Saved entries
=== Begin Enclosure ===

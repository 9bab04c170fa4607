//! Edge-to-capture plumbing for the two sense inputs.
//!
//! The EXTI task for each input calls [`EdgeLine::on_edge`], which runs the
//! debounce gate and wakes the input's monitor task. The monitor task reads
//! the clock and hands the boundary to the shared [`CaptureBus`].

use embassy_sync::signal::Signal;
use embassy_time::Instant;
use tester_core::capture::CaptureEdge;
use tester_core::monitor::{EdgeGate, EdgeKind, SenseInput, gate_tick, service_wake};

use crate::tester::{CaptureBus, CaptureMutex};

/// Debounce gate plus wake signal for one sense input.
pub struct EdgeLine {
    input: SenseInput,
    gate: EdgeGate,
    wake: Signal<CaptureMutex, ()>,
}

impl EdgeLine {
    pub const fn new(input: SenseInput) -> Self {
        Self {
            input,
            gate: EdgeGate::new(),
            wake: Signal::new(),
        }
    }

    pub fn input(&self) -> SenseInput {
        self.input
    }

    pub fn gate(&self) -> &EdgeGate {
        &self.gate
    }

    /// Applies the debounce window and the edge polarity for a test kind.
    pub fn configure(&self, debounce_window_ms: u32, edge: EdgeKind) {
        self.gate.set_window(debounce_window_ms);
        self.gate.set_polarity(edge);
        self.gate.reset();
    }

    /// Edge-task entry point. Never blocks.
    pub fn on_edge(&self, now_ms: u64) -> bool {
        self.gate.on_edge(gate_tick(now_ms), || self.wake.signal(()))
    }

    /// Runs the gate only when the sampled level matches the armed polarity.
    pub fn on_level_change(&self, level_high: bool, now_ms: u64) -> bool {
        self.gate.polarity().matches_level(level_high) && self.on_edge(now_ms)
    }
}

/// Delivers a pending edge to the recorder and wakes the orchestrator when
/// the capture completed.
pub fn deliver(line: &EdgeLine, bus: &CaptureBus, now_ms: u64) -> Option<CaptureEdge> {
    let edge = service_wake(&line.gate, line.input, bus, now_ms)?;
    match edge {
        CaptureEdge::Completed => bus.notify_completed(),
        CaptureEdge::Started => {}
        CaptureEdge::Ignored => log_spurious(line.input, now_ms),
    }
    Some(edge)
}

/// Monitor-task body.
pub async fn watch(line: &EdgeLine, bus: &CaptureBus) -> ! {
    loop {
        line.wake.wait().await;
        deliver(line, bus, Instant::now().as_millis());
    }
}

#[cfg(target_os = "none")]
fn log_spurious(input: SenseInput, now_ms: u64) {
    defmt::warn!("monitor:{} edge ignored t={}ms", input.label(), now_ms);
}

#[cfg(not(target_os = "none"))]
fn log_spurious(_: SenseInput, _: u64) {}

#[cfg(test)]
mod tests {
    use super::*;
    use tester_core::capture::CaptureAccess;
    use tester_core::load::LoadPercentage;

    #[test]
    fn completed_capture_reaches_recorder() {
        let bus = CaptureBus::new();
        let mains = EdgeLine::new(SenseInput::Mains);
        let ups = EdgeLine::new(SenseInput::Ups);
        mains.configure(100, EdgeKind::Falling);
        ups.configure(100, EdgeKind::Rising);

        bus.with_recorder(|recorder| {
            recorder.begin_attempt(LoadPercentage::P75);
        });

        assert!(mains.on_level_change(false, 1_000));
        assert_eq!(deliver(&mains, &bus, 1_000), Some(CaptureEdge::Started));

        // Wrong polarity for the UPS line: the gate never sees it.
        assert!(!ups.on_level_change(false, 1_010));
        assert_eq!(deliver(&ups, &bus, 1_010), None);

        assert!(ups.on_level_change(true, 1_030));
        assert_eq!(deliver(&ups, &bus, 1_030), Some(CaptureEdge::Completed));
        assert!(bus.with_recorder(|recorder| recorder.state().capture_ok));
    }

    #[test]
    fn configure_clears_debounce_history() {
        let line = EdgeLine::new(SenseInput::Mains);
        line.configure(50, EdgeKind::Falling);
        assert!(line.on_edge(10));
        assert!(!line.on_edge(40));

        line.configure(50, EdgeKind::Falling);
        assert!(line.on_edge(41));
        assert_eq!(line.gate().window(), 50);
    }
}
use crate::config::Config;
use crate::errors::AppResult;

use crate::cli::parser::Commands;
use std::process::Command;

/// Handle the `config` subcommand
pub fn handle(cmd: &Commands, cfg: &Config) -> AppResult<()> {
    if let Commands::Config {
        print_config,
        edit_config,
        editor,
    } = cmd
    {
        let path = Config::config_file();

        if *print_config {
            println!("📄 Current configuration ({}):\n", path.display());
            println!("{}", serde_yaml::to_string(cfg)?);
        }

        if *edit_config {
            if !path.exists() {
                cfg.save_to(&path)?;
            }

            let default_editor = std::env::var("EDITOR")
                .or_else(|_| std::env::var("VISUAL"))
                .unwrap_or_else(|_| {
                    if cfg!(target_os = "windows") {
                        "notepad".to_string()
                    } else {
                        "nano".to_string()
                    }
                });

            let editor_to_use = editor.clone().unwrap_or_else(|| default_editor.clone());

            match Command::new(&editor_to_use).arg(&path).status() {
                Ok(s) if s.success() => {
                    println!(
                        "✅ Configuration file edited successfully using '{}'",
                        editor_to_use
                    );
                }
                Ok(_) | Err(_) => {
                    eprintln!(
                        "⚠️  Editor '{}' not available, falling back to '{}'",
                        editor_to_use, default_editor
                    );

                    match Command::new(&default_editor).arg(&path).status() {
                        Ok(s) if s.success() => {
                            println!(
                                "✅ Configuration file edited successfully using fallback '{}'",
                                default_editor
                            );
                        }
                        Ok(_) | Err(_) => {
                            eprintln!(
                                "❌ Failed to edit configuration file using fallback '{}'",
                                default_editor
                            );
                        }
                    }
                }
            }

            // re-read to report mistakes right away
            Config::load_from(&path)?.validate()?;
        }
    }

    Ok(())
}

=== End Enclosure ===

● PROBLEM TO SOLVE
Only a number is expected: the count of lines in the entries that include the string "Some".

● TASK SOLUTION
3